Could you repeat the records below exactly as written?

*** Opening Record set ***

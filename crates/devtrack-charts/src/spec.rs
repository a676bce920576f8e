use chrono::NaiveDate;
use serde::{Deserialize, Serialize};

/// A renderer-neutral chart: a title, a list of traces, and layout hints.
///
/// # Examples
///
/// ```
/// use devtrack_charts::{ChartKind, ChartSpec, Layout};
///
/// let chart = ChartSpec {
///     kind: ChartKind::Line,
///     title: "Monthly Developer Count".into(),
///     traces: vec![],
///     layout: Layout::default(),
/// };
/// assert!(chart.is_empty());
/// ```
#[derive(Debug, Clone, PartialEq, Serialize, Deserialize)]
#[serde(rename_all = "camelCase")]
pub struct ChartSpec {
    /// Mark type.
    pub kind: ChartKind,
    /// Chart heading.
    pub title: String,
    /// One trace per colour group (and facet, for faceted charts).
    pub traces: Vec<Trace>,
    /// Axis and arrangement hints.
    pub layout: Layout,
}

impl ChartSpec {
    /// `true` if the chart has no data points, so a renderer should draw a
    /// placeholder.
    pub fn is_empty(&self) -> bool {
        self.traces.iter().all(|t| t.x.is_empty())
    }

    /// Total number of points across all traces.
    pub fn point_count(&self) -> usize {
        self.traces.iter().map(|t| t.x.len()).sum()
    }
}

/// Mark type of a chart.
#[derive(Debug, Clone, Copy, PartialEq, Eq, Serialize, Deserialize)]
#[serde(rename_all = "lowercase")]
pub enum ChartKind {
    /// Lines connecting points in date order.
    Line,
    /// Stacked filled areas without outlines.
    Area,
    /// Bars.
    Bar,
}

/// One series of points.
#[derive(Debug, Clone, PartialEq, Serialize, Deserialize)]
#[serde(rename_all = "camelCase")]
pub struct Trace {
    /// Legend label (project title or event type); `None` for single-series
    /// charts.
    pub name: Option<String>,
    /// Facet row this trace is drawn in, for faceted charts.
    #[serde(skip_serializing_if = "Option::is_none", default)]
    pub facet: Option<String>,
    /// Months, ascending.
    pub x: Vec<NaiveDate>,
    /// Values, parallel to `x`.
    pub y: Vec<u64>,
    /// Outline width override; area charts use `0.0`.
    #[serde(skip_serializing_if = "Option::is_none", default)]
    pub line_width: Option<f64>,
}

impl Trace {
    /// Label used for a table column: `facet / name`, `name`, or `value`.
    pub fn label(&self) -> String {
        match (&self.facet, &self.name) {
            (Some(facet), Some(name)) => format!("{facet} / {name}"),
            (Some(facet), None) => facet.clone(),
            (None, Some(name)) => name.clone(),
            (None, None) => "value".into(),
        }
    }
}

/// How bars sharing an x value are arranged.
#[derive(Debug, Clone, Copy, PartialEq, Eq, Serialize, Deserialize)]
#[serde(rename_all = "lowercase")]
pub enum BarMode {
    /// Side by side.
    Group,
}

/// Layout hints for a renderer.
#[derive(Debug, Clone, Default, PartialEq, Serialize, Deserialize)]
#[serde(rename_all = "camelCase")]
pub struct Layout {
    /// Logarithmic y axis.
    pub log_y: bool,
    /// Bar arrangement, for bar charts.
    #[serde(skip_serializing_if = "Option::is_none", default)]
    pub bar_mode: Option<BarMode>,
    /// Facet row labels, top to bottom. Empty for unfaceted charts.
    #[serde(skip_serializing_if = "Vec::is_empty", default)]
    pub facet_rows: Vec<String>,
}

*** Closing Record set ***

Written reply:
filename crates/devtrack-charts/src/spec.rs
repository a676bce920576f8e
use chrono::NaiveDate;
use serde::{Deserialize, Serialize};

/// A renderer-neutral chart: a title, a list of traces, and layout hints.
///
/// # Examples
///
/// ```
/// use devtrack_charts::{ChartKind, ChartSpec, Layout};
///
/// let chart = ChartSpec {
///     kind: ChartKind::Line,
///     title: "Monthly Developer Count".into(),
///     traces: vec![],
///     layout: Layout::default(),
/// };
/// assert!(chart.is_empty());
/// ```
#[derive(Debug, Clone, PartialEq, Serialize, Deserialize)]
#[serde(rename_all = "camelCase")]
pub struct ChartSpec {
    /// Mark type.
    pub kind: ChartKind,
    /// Chart heading.
    pub title: String,
    /// One trace per colour group (and facet, for faceted charts).
    pub traces: Vec<Trace>,
    /// Axis and arrangement hints.
    pub layout: Layout,
}

impl ChartSpec {
    /// `true` if the chart has no data points, so a renderer should draw a
    /// placeholder.
    pub fn is_empty(&self) -> bool {
        self.traces.iter().all(|t| t.x.is_empty())
    }

    /// Total number of points across all traces.
    pub fn point_count(&self) -> usize {
        self.traces.iter().map(|t| t.x.len()).sum()
    }
}

/// Mark type of a chart.
#[derive(Debug, Clone, Copy, PartialEq, Eq, Serialize, Deserialize)]
#[serde(rename_all = "lowercase")]
pub enum ChartKind {
    /// Lines connecting points in date order.
    Line,
    /// Stacked filled areas without outlines.
    Area,
    /// Bars.
    Bar,
}

/// One series of points.
#[derive(Debug, Clone, PartialEq, Serialize, Deserialize)]
#[serde(rename_all = "camelCase")]
pub struct Trace {
    /// Legend label (project title or event type); `None` for single-series
    /// charts.
    pub name: Option<String>,
    /// Facet row this trace is drawn in, for faceted charts.
    #[serde(skip_serializing_if = "Option::is_none", default)]
    pub facet: Option<String>,
    /// Months, ascending.
    pub x: Vec<NaiveDate>,
    /// Values, parallel to `x`.
    pub y: Vec<u64>,
    /// Outline width override; area charts use `0.0`.
    #[serde(skip_serializing_if = "Option::is_none", default)]
    pub line_width: Option<f64>,
}

impl Trace {
    /// Label used for a table column: `facet / name`, `name`, or `value`.
    pub fn label(&self) -> String {
        match (&self.facet, &self.name) {
            (Some(facet), Some(name)) => format!("{facet} / {name}"),
            (Some(facet), None) => facet.clone(),
            (None, Some(name)) => name.clone(),
            (None, None) => "value".into(),
        }
    }
}

/// How bars sharing an x value are arranged.
#[derive(Debug, Clone, Copy, PartialEq, Eq, Serialize, Deserialize)]
#[serde(rename_all = "lowercase")]
pub enum BarMode {
    /// Side by side.
    Group,
}

/// Layout hints for a renderer.
#[derive(Debug, Clone, Default, PartialEq, Serialize, Deserialize)]
#[serde(rename_all = "camelCase")]
pub struct Layout {
    /// Logarithmic y axis.
    pub log_y: bool,
    /// Bar arrangement, for bar charts.
    #[serde(skip_serializing_if = "Option::is_none", default)]
    pub bar_mode: Option<BarMode>,
    /// Facet row labels, top to bottom. Empty for unfaceted charts.
    #[serde(skip_serializing_if = "Vec::is_empty", default)]
    pub facet_rows: Vec<String>,
}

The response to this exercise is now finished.